---------- Dataset records ----------
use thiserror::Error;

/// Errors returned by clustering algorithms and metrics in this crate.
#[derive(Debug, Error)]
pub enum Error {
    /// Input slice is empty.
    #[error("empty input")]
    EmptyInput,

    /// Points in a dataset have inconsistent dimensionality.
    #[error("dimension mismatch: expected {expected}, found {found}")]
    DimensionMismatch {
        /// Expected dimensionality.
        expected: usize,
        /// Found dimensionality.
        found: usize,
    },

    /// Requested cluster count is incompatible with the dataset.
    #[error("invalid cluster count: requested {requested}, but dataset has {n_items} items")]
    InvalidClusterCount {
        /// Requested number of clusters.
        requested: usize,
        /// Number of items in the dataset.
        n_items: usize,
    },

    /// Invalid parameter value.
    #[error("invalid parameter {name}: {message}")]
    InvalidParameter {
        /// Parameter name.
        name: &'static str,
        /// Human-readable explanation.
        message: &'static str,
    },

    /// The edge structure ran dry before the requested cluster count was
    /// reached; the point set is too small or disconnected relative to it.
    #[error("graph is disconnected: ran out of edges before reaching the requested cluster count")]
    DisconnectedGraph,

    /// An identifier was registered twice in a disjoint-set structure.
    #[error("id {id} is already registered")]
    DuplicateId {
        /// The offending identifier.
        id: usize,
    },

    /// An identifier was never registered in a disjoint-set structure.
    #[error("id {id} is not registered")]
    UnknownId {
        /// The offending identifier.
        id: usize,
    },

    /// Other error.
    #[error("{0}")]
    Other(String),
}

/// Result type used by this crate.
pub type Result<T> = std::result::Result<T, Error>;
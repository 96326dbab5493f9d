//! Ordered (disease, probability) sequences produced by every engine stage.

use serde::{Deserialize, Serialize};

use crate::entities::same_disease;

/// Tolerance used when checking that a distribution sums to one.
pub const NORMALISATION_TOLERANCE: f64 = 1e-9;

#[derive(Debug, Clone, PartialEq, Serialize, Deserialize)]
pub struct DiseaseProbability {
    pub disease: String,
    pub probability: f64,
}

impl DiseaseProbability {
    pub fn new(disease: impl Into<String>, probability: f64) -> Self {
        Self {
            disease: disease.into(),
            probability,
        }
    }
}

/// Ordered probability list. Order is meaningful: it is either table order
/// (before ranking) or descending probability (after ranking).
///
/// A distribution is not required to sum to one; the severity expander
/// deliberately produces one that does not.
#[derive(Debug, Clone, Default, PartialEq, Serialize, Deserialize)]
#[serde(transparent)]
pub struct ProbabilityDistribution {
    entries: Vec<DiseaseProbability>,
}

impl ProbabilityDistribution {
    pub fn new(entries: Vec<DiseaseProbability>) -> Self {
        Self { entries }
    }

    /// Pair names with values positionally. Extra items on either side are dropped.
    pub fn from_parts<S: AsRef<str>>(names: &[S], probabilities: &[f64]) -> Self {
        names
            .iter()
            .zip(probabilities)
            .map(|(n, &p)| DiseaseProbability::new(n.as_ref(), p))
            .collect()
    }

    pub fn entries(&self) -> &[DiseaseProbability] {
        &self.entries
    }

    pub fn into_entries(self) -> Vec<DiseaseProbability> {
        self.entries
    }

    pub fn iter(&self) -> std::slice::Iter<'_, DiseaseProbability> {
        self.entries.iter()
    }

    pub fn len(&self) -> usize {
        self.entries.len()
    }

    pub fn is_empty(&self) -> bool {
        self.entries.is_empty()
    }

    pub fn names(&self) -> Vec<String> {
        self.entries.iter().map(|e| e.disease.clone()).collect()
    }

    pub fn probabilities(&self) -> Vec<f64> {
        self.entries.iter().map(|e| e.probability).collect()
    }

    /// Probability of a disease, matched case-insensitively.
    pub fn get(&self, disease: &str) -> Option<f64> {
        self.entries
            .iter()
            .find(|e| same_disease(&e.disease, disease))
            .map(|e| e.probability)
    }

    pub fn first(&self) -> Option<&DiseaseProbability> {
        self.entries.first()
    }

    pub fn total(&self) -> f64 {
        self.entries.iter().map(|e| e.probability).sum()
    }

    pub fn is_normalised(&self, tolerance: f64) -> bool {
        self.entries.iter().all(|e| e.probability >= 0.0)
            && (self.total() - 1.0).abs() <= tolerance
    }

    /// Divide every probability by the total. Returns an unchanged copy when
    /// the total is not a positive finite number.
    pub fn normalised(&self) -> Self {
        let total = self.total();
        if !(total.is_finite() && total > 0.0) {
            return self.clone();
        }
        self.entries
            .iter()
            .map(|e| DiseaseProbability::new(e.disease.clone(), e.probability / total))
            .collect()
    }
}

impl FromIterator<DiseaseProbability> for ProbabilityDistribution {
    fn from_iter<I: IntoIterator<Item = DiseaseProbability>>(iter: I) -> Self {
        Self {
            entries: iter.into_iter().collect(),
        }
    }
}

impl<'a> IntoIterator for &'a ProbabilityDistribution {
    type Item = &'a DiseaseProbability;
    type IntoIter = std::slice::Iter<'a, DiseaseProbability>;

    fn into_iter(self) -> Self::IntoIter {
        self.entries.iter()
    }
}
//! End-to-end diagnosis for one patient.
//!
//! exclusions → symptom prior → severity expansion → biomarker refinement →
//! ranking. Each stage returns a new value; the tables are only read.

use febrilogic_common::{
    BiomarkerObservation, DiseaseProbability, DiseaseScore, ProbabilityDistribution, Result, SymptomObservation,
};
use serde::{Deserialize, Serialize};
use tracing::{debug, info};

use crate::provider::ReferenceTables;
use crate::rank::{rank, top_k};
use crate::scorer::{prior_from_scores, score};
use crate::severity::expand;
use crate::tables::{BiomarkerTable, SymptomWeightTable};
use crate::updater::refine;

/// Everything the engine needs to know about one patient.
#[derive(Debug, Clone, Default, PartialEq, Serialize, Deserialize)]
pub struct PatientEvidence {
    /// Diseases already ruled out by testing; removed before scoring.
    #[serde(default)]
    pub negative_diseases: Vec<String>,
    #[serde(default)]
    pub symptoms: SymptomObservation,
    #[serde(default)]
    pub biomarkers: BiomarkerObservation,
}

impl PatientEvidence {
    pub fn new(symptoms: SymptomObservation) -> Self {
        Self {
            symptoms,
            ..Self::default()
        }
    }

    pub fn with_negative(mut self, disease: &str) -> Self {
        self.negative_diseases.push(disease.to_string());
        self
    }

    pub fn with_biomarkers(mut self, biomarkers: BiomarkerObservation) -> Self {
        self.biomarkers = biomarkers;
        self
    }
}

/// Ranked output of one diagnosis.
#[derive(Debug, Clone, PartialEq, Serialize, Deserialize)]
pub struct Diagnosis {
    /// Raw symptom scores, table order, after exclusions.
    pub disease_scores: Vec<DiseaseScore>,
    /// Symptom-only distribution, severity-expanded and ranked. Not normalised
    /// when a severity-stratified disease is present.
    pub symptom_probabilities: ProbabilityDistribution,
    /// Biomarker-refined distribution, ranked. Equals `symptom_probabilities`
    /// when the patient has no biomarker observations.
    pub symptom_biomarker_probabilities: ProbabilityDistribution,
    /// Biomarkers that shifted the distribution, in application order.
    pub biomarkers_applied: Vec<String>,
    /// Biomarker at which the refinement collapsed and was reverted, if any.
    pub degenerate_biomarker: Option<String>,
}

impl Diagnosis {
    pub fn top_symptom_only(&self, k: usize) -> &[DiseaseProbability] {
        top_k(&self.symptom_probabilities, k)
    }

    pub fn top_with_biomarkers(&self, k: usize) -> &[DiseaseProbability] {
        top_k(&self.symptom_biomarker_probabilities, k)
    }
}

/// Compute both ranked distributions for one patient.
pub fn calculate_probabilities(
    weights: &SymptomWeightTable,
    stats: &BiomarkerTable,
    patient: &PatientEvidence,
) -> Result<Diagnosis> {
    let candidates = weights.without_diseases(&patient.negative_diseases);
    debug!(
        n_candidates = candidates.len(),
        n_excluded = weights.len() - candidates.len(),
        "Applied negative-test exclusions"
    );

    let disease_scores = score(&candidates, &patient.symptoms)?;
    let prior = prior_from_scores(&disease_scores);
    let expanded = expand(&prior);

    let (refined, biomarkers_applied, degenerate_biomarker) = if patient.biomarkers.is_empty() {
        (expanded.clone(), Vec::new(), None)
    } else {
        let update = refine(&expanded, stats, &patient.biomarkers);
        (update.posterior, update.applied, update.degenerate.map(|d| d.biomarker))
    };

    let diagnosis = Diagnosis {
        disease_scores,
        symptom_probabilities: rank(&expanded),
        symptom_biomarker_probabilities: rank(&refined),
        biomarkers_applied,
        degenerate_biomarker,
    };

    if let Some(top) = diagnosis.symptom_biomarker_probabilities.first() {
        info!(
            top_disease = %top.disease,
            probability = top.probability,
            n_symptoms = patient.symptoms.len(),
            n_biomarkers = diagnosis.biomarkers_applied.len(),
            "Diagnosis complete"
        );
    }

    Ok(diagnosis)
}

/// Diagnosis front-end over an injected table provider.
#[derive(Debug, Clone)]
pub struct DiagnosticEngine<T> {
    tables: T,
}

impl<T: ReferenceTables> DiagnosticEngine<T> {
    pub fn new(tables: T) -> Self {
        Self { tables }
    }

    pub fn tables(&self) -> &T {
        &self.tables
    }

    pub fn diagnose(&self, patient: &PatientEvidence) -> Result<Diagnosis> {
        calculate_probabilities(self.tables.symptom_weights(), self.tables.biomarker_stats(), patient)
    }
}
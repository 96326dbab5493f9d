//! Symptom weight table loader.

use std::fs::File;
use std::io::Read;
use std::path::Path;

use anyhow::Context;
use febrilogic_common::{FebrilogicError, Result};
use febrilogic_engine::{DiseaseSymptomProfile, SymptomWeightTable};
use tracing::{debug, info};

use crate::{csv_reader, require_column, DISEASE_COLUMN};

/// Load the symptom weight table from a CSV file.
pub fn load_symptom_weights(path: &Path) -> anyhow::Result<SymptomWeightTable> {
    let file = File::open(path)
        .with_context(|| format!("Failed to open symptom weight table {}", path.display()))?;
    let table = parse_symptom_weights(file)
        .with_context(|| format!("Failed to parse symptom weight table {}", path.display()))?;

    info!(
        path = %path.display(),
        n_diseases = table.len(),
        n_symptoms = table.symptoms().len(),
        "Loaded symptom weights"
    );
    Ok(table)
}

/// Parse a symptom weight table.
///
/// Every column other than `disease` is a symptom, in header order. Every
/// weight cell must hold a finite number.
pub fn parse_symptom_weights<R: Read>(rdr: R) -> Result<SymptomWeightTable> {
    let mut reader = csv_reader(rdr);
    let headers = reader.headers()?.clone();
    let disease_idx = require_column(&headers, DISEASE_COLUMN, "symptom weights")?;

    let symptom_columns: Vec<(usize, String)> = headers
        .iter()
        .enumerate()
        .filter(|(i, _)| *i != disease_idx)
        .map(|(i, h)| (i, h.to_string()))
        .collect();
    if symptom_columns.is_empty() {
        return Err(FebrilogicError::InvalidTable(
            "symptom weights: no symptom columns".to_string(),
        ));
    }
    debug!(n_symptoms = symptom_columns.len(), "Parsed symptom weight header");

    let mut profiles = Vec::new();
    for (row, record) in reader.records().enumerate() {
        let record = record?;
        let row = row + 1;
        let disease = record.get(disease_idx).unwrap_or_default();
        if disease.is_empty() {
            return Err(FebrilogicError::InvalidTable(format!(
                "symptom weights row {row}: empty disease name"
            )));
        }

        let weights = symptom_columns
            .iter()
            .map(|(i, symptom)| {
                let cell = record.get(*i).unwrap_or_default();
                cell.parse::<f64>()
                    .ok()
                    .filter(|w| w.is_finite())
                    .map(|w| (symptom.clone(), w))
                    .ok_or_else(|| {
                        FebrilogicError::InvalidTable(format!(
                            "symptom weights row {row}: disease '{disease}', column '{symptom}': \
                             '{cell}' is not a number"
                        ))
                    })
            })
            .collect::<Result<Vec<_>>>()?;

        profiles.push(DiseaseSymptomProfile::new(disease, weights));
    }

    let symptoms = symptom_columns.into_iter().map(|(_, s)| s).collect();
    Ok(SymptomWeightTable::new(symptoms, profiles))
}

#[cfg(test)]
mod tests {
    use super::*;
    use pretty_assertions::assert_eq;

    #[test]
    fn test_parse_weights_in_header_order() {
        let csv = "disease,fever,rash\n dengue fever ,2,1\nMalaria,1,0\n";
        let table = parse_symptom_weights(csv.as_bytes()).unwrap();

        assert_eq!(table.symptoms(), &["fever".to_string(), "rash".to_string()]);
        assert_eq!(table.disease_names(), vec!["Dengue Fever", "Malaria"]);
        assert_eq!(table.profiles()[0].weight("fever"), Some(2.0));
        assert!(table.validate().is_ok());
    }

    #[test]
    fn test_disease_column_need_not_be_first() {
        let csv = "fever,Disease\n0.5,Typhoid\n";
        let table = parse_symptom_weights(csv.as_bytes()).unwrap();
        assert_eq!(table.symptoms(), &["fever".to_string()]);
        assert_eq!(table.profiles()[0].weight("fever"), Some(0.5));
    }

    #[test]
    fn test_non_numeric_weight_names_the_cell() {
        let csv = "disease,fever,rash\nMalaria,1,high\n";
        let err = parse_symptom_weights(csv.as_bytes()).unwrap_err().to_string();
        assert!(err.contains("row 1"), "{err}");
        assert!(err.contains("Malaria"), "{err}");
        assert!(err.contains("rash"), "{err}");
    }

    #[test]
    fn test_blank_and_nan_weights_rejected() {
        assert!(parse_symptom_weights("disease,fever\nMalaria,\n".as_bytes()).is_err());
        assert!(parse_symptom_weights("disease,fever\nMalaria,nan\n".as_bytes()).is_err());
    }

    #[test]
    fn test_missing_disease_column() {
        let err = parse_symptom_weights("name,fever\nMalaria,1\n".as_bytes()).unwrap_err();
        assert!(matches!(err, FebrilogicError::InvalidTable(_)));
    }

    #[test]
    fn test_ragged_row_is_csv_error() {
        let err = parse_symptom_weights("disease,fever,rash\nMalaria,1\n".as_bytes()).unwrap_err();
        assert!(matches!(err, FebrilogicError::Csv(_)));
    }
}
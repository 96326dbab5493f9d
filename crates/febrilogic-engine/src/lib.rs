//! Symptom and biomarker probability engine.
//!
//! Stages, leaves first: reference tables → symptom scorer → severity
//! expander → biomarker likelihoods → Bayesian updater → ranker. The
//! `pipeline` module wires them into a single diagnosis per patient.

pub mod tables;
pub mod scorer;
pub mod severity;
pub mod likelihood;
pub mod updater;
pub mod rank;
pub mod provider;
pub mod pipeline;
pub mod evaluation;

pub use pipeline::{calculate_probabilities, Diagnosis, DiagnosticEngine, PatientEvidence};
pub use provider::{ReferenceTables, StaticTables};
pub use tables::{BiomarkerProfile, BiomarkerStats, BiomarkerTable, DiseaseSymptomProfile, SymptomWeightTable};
----------
Aim of the task
Your answer must be the lines from the first line of the entries above through the line that contains "have inconsistent dimensionality.", written out exactly.

Result of this exercise
use thiserror::Error;

/// Errors returned by clustering algorithms and metrics in this crate.
#[derive(Debug, Error)]
pub enum Error {
    /// Input slice is empty.
    #[error("empty input")]
    EmptyInput,

    /// Points in a dataset have inconsistent dimensionality.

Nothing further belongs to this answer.